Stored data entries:
· · · · · · ·
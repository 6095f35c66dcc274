//! # Scene Synchronizer
//!
//! [`SceneGraph`] owns every renderable object and keeps it consistent with
//! the model. Each change payload is dispatched either to a full rebuild or
//! to a targeted patch:
//!
//! | payload          | action                                               |
//! |------------------|------------------------------------------------------|
//! | `rebuild`        | discard everything, walk the model from the root     |
//! | `node-updated`   | patch the object in place, rebuild if it is missing  |
//! | `node-added`     | attach the new object and its connector              |
//! | `node-removed`   | detach the object, its descendants and connectors    |
//! | `legend-changed` | rebuild                                              |
//!
//! Objects live in a flat arena with an id to slot index; nothing in the
//! scene points back into the model, so teardown is just clearing tables.
//!
//! ## Removals
//!
//! A `node-removed` payload arrives after the subtree is already gone from
//! the model, so the descendant set has to be captured beforehand with
//! [`SceneGraph::stage_removal`]. When nothing was staged the synchronizer
//! falls back to walking its own connector table.

use std::collections::{BTreeMap, HashMap};

use cgmath::Vector3;
use rand::Rng;

use super::object::{Connector, ConnectorKey, SceneObject};
use super::vertex::{LineVertex, NodeInstance};
use crate::config::EditorConfig;
use crate::events::{ChangePayload, NodeChanges};
use crate::gfx::color::Color;
use crate::gfx::picking::{pick_nearest, PickResult, Ray};
use crate::model::{collect_descendant_ids, Architecture, Node, DEFAULT_COLOR};
use crate::performance::SyncMetrics;

/// Spin rate range for new objects, radians per reference frame
const SPIN_SPEED_RANGE: std::ops::Range<f32> = 0.005..0.015;

/// Frame rate the spin rates are expressed against
const REFERENCE_FPS: f32 = 60.0;

/// The derived, disposable projection of the model.
pub struct SceneGraph {
    objects: Vec<SceneObject>,
    index: HashMap<String, usize>,
    connectors: BTreeMap<ConnectorKey, Connector>,
    staged_removals: HashMap<String, Vec<String>>,
    default_color: Color,
    animate: bool,
    generation: u64,
    metrics: SyncMetrics,
}

impl SceneGraph {
    pub fn new() -> Self {
        Self::with_config(&EditorConfig::default())
    }

    pub fn with_config(config: &EditorConfig) -> Self {
        let default_color = Color::from_hex(&config.default_color).unwrap_or_else(|| {
            log::warn!(
                "Configured default color `{}` is not #rrggbb, using {}",
                config.default_color,
                DEFAULT_COLOR
            );
            Color::new(0x66, 0x66, 0x66)
        });

        Self {
            objects: Vec::new(),
            index: HashMap::new(),
            connectors: BTreeMap::new(),
            staged_removals: HashMap::new(),
            default_color,
            animate: config.animate,
            generation: 0,
            metrics: SyncMetrics::default(),
        }
    }

    /// Bring the scene up to date with `model` after `payload`.
    pub fn apply(&mut self, model: &Architecture, payload: &ChangePayload) {
        match payload {
            ChangePayload::Rebuild => self.rebuild(model),
            ChangePayload::LegendChanged => {
                log::debug!("Legend changed, rebuilding scene");
                self.rebuild(model);
            }
            ChangePayload::NodeUpdated { id, changes } => {
                if !self.patch_node(model, id, changes) {
                    log::warn!("node-updated for `{}` which has no object, rebuilding", id);
                    self.fallback_rebuild(model);
                }
            }
            ChangePayload::NodeAdded { id, parent_id } => {
                if !self.attach_node(model, id, parent_id.as_deref()) {
                    log::warn!("node-added for `{}` could not be attached, rebuilding", id);
                    self.fallback_rebuild(model);
                }
            }
            ChangePayload::NodeRemoved { id } => {
                self.remove_subtree(id);
            }
        }
    }

    /// Discard every object and recreate the scene from the root.
    pub fn rebuild(&mut self, model: &Architecture) {
        self.rebuild_from(model, false);
    }

    fn fallback_rebuild(&mut self, model: &Architecture) {
        self.rebuild_from(model, true);
    }

    fn rebuild_from(&mut self, model: &Architecture, fallback: bool) {
        let timer = self.metrics.begin_rebuild();

        self.objects.clear();
        self.index.clear();
        self.connectors.clear();
        self.staged_removals.clear();

        model.root.walk(&mut |node, parent| {
            self.insert_object(model, node, parent.map(|parent| parent.id.as_str()));
        });

        self.generation += 1;
        self.metrics.end_rebuild(timer, self.objects.len(), fallback);
        log::debug!(
            "Rebuilt scene: {} objects, {} connectors",
            self.objects.len(),
            self.connectors.len()
        );
    }

    /// Apply `changes` to the object for `id` in place.
    ///
    /// Returns `false` when there is no such object.
    pub fn patch_node(&mut self, model: &Architecture, id: &str, changes: &NodeChanges) -> bool {
        let Some(&slot) = self.index.get(id) else {
            return false;
        };

        let color = changes
            .color
            .as_deref()
            .map(|hex| self.parse_patch_color(model, id, hex));

        let object = &mut self.objects[slot];
        if let Some(name) = &changes.name {
            object.name = name.clone();
        }
        if let Some(scale) = changes.scale {
            object.scale = scale;
        }
        if let Some(color) = color {
            object.color = color;
            for connector in self.connectors.values_mut() {
                if connector.parent_id == id {
                    connector.color = color;
                }
            }
        }
        if let Some(pos) = changes.pos {
            self.move_object(id, Vector3::from(pos));
        }

        self.metrics.patches += 1;
        log::debug!("Patched object `{}`", id);
        true
    }

    /// Create objects for `id` (and anything already under it) and connect
    /// it to its parent.
    ///
    /// Without `parent_id` the parent is looked up in the model. Returns
    /// `false` when the node is missing from the model, already has an
    /// object, or its parent has no object.
    pub fn attach_node(&mut self, model: &Architecture, id: &str, parent_id: Option<&str>) -> bool {
        let Some(node) = model.find(id) else {
            return false;
        };
        if self.index.contains_key(id) {
            return false;
        }

        let parent_id = match parent_id {
            Some(parent_id) => Some(parent_id),
            None => model.parent_of(id).map(|parent| parent.id.as_str()),
        };
        if parent_id.is_some_and(|parent_id| !self.index.contains_key(parent_id)) {
            return false;
        }

        let mut attached = 0;
        node.walk(&mut |node, parent| {
            let parent_id = parent.map(|parent| parent.id.as_str()).or(parent_id);
            self.insert_object(model, node, parent_id);
            attached += 1;
        });

        self.metrics.additions += attached;
        log::debug!("Attached `{}` ({} objects)", id, attached);
        true
    }

    /// Record the descendants of `id` while its subtree is still in `model`.
    ///
    /// Must run before the node is unlinked. Returns the number staged.
    pub fn stage_removal(&mut self, model: &Architecture, id: &str) -> usize {
        match collect_descendant_ids(&model.root, id) {
            Some(descendants) => {
                let staged = descendants.len();
                self.staged_removals.insert(id.to_string(), descendants);
                staged
            }
            None => 0,
        }
    }

    /// Detach the object for `id`, every descendant, and all their
    /// connectors. Returns the number of objects removed.
    pub fn remove_subtree(&mut self, id: &str) -> usize {
        let descendants = match self.staged_removals.remove(id) {
            Some(staged) => staged,
            None => {
                let found = self.descendants_from_connectors(id);
                if !found.is_empty() {
                    log::warn!(
                        "Removal of `{}` was not staged, found {} descendants from connectors",
                        id,
                        found.len()
                    );
                }
                found
            }
        };

        let mut removed = usize::from(self.detach(id));
        for descendant in &descendants {
            removed += usize::from(self.detach(descendant));
        }

        self.metrics.removals += removed as u64;
        log::debug!("Removed `{}` and {} descendants", id, descendants.len());
        removed
    }

    fn descendants_from_connectors(&self, id: &str) -> Vec<String> {
        let mut found = Vec::new();
        let mut stack = vec![id.to_string()];
        while let Some(current) = stack.pop() {
            for connector in self.connectors.values() {
                if connector.parent_id == current {
                    found.push(connector.child_id.clone());
                    stack.push(connector.child_id.clone());
                }
            }
        }
        found
    }

    fn detach(&mut self, id: &str) -> bool {
        self.connectors.retain(|_, connector| !connector.touches(id));

        let Some(slot) = self.index.remove(id) else {
            return false;
        };
        self.objects.swap_remove(slot);
        if let Some(moved) = self.objects.get(slot) {
            self.index.insert(moved.node_id.clone(), slot);
        }
        true
    }

    /// Move the object for `id` and drag its connector endpoints along.
    pub fn move_object(&mut self, id: &str, position: Vector3<f32>) -> bool {
        let Some(&slot) = self.index.get(id) else {
            return false;
        };
        self.objects[slot].position = position;

        for connector in self.connectors.values_mut() {
            if connector.parent_id == id {
                connector.start = position;
            }
            if connector.child_id == id {
                connector.end = position;
            }
        }
        true
    }

    fn insert_object(&mut self, model: &Architecture, node: &Node, parent_id: Option<&str>) {
        let object = SceneObject::from_node(node, self.resolve_color(model, node), self.spin_speed());

        let connector = parent_id
            .and_then(|parent_id| self.object(parent_id))
            .map(|parent| Connector::between(parent, &object));
        if let Some(connector) = connector {
            self.connectors.insert(connector.key(), connector);
        }

        self.index.insert(node.id.clone(), self.objects.len());
        self.objects.push(object);
    }

    fn resolve_color(&self, model: &Architecture, node: &Node) -> Color {
        let fallback = self.default_color.to_hex();
        let hex = model.color_of_or(node, &fallback);
        Color::from_hex(hex).unwrap_or_else(|| {
            log::warn!("Node `{}` has malformed color `{}`", node.id, hex);
            self.default_color
        })
    }

    fn parse_patch_color(&self, model: &Architecture, id: &str, hex: &str) -> Color {
        Color::from_hex(hex).unwrap_or_else(|| {
            log::warn!("Ignoring malformed color `{}` for `{}`", hex, id);
            model
                .find(id)
                .map(|node| self.resolve_color(model, node))
                .unwrap_or(self.default_color)
        })
    }

    fn spin_speed(&self) -> f32 {
        if self.animate {
            rand::rng().random_range(SPIN_SPEED_RANGE)
        } else {
            0.0
        }
    }

    /// Advance every object's spin by `delta_time` seconds
    pub fn animate(&mut self, delta_time: f32) {
        let frames = delta_time * REFERENCE_FPS;
        for object in &mut self.objects {
            object.rotation += object.spin_speed * frames;
        }
    }

    /// Nearest object hit by `ray`
    pub fn pick(&self, ray: &Ray) -> Option<PickResult<&str>> {
        pick_nearest(
            ray,
            self.objects
                .iter()
                .map(|object| (object.node_id.as_str(), object.bounds())),
        )
    }

    pub fn object(&self, id: &str) -> Option<&SceneObject> {
        self.index.get(id).map(|&slot| &self.objects[slot])
    }

    pub fn contains(&self, id: &str) -> bool {
        self.index.contains_key(id)
    }

    pub fn objects(&self) -> &[SceneObject] {
        &self.objects
    }

    pub fn object_count(&self) -> usize {
        self.objects.len()
    }

    pub fn connector(&self, parent_id: &str, child_id: &str) -> Option<&Connector> {
        self.connectors.get(&(parent_id.to_string(), child_id.to_string()))
    }

    pub fn connectors(&self) -> impl Iterator<Item = &Connector> {
        self.connectors.values()
    }

    pub fn connector_count(&self) -> usize {
        self.connectors.len()
    }

    /// Color of nodes that neither the legend nor their own color covers
    pub fn default_color(&self) -> Color {
        self.default_color
    }

    /// Bumped on every rebuild; object references from an older generation
    /// are stale
    pub fn generation(&self) -> u64 {
        self.generation
    }

    pub fn metrics(&self) -> &SyncMetrics {
        &self.metrics
    }

    /// Instance data for every object, in arena order
    pub fn instances(&self) -> Vec<NodeInstance> {
        self.objects.iter().map(NodeInstance::from).collect()
    }

    /// Line-list vertices for every connector
    pub fn connector_vertices(&self) -> Vec<LineVertex> {
        self.connectors.values().flat_map(LineVertex::pair).collect()
    }
}

impl Default for SceneGraph {
    fn default() -> Self {
        Self::new()
    }
}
· · · · · · ·
▶ _WHAT THE TASK REQUIRES_
Look through the records and copy every line that has the word "place".

▶ _TASK SOLUTION_
//! | `node-updated`   | patch the object in place, rebuild if it is missing  |
    /// Apply `changes` to the object for `id` in place.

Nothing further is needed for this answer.